# Work required
When the string "main" occurs in a line of the records, show that line.

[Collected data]
// API Server Binary Entry Point
//
// Purpose: score the configured region once, then serve it over HTTP
// Usage: cargo run --features api --bin api_server

use site_scorer_rust::{create_router, AppState};
use std::net::SocketAddr;
use std::path::PathBuf;
use tracing_subscriber::{layer::SubscriberExt, util::SubscriberInitExt};

#[tokio::main]
async fn main() -> anyhow::Result<()> {
    // Initialize tracing (structured logging)
    tracing_subscriber::registry()
        .with(
            tracing_subscriber::EnvFilter::try_from_default_env()
                .unwrap_or_else(|_| {
                    // Default log level: info for our crate, warn for others
                    "site_scorer_rust=info,tower_http=debug,axum=debug,warn".into()
                }),
        )
        .with(tracing_subscriber::fmt::layer())
        .init();

    tracing::info!("Starting API server...");

    // Configuration from environment variables
    let config_path = std::env::var("SITE_CONFIG")
        .unwrap_or_else(|_| "demos/queensland/config.json".to_string());

    let port: u16 = std::env::var("PORT")
        .ok()
        .and_then(|p| p.parse().ok())
        .unwrap_or(3000);

    tracing::info!("Configuration:");
    tracing::info!("  SITE_CONFIG: {}", config_path);
    tracing::info!("  PORT: {}", port);

    // Loads datasets and scores the region before accepting requests
    tracing::info!("Initializing application state...");
    let state = AppState::new(&PathBuf::from(config_path)).await?;
    tracing::info!("Application state initialized successfully");

    let app = create_router(state);

    let addr = SocketAddr::from(([0, 0, 0, 0], port));
    let listener = tokio::net::TcpListener::bind(&addr).await?;
    tracing::info!("Server listening on {}", addr);

    axum::serve(listener, app).await?;

    Ok(())
}
//! Geodesy helpers
//!
//! Great-circle distances on a spherical Earth plus the planar point-in-ring
//! test used by hazard boundaries. Coordinates are decimal degrees.

use crate::grid::GridPoint;

/// Mean Earth radius (IUGG), metres
pub const EARTH_RADIUS_M: f64 = 6_371_008.8;

/// Haversine distance between two points in metres
pub fn haversine_m(a: &GridPoint, b: &GridPoint) -> f64 {
    let phi1 = a.lat.to_radians();
    let phi2 = b.lat.to_radians();
    let d_phi = (b.lat - a.lat).to_radians();
    let d_lambda = (b.lon - a.lon).to_radians();

    let h = (d_phi / 2.0).sin().powi(2) + phi1.cos() * phi2.cos() * (d_lambda / 2.0).sin().powi(2);
    2.0 * EARTH_RADIUS_M * h.sqrt().min(1.0).asin()
}

/// Distance in metres from `p` to the segment `a`-`b`
///
/// The closest point on the segment is found in an equirectangular projection
/// centred on `p`, then measured with the haversine formula. Segments crossing
/// the antimeridian are not supported.
pub fn distance_to_segment_m(p: &GridPoint, a: &GridPoint, b: &GridPoint) -> f64 {
    let cos_lat = p.lat.to_radians().cos();

    // Degrees -> local planar units (longitude shrunk by cos(lat))
    let ax = (a.lon - p.lon) * cos_lat;
    let ay = a.lat - p.lat;
    let bx = (b.lon - p.lon) * cos_lat;
    let by = b.lat - p.lat;

    let dx = bx - ax;
    let dy = by - ay;
    let len_sq = dx * dx + dy * dy;

    let t = if len_sq > 0.0 {
        (-(ax * dx + ay * dy) / len_sq).clamp(0.0, 1.0)
    } else {
        0.0
    };

    let closest = GridPoint::new(a.lat + t * (b.lat - a.lat), a.lon + t * (b.lon - a.lon));
    haversine_m(p, &closest)
}

/// Axis-aligned bounding box in degrees
#[derive(Debug, Clone, Copy, PartialEq)]
pub struct BoundingBox {
    pub lat_min: f64,
    pub lat_max: f64,
    pub lon_min: f64,
    pub lon_max: f64,
}

impl BoundingBox {
    /// Smallest box around a set of points; `None` for an empty slice
    pub fn around(points: &[GridPoint]) -> Option<Self> {
        let first = points.first()?;
        let mut bbox = BoundingBox {
            lat_min: first.lat,
            lat_max: first.lat,
            lon_min: first.lon,
            lon_max: first.lon,
        };
        for p in &points[1..] {
            bbox.lat_min = bbox.lat_min.min(p.lat);
            bbox.lat_max = bbox.lat_max.max(p.lat);
            bbox.lon_min = bbox.lon_min.min(p.lon);
            bbox.lon_max = bbox.lon_max.max(p.lon);
        }
        Some(bbox)
    }

    pub fn contains(&self, p: &GridPoint) -> bool {
        (self.lat_min..=self.lat_max).contains(&p.lat)
            && (self.lon_min..=self.lon_max).contains(&p.lon)
    }
}

/// Even-odd ray casting test against a closed or open ring
pub fn ring_contains(ring: &[GridPoint], p: &GridPoint) -> bool {
    let n = ring.len();
    if n < 3 {
        return false;
    }

    let mut inside = false;
    let mut j = n - 1;
    for i in 0..n {
        let (vi, vj) = (&ring[i], &ring[j]);
        if (vi.lat > p.lat) != (vj.lat > p.lat) {
            let lon_cross = vi.lon + (p.lat - vi.lat) / (vj.lat - vi.lat) * (vj.lon - vi.lon);
            if p.lon < lon_cross {
                inside = !inside;
            }
        }
        j = i;
    }
    inside
}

# Solution for this problem
#[tokio::main]
async fn main() -> anyhow::Result<()> {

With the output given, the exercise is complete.